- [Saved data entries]
----------------
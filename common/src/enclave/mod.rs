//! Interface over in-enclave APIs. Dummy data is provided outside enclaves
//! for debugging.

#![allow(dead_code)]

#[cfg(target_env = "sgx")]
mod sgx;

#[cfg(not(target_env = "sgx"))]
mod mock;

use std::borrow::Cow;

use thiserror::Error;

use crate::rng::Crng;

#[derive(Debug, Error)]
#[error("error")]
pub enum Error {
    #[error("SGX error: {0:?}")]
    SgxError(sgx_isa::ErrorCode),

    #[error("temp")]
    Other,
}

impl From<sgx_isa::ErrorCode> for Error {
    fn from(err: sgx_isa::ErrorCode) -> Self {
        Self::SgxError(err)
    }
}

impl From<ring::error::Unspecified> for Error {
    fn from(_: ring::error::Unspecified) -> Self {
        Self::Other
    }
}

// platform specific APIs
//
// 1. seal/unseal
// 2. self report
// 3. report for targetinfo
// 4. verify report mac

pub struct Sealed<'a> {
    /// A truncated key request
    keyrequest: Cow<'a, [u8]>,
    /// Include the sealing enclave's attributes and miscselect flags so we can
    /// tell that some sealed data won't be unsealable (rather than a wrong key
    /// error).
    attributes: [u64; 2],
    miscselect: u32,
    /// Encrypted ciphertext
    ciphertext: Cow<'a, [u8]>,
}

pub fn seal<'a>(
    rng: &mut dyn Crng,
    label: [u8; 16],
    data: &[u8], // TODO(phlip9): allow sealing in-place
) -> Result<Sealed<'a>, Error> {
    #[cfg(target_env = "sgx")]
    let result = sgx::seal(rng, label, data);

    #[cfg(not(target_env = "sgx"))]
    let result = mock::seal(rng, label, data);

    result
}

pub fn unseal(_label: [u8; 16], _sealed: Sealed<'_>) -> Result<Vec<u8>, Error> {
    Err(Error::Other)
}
----------------
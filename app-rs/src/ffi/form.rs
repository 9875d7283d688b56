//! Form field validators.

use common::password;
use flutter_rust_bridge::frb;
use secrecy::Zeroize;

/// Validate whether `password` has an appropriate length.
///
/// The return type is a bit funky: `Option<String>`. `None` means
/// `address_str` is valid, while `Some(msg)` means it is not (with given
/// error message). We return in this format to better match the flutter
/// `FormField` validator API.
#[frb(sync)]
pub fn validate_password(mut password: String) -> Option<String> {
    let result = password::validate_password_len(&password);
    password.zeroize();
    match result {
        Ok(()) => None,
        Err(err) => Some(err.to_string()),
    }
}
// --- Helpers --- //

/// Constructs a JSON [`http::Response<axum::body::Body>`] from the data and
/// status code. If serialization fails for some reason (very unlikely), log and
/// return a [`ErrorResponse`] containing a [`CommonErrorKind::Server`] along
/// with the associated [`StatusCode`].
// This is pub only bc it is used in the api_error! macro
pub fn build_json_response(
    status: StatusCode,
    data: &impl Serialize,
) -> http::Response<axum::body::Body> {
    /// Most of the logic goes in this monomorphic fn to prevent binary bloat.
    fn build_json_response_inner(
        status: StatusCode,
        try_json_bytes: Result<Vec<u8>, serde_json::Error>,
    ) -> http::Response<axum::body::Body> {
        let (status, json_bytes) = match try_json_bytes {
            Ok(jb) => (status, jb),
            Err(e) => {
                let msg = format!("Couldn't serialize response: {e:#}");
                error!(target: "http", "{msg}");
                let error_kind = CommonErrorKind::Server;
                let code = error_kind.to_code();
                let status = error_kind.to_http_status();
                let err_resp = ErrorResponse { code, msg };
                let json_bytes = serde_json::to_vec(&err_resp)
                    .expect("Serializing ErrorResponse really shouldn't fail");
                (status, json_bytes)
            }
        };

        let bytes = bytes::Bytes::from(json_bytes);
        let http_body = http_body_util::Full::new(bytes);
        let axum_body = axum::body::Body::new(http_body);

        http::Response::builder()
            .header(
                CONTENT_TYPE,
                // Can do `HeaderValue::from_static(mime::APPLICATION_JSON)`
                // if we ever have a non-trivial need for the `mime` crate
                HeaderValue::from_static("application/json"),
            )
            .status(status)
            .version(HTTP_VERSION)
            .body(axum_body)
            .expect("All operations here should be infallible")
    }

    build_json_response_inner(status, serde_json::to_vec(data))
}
----------------
- [Your objective] When the entries above show the word "mime" in a line, copy that line out.

- [Answer to this exercise]
                // Can do `HeaderValue::from_static(mime::APPLICATION_JSON)`
                // if we ever have a non-trivial need for the `mime` crate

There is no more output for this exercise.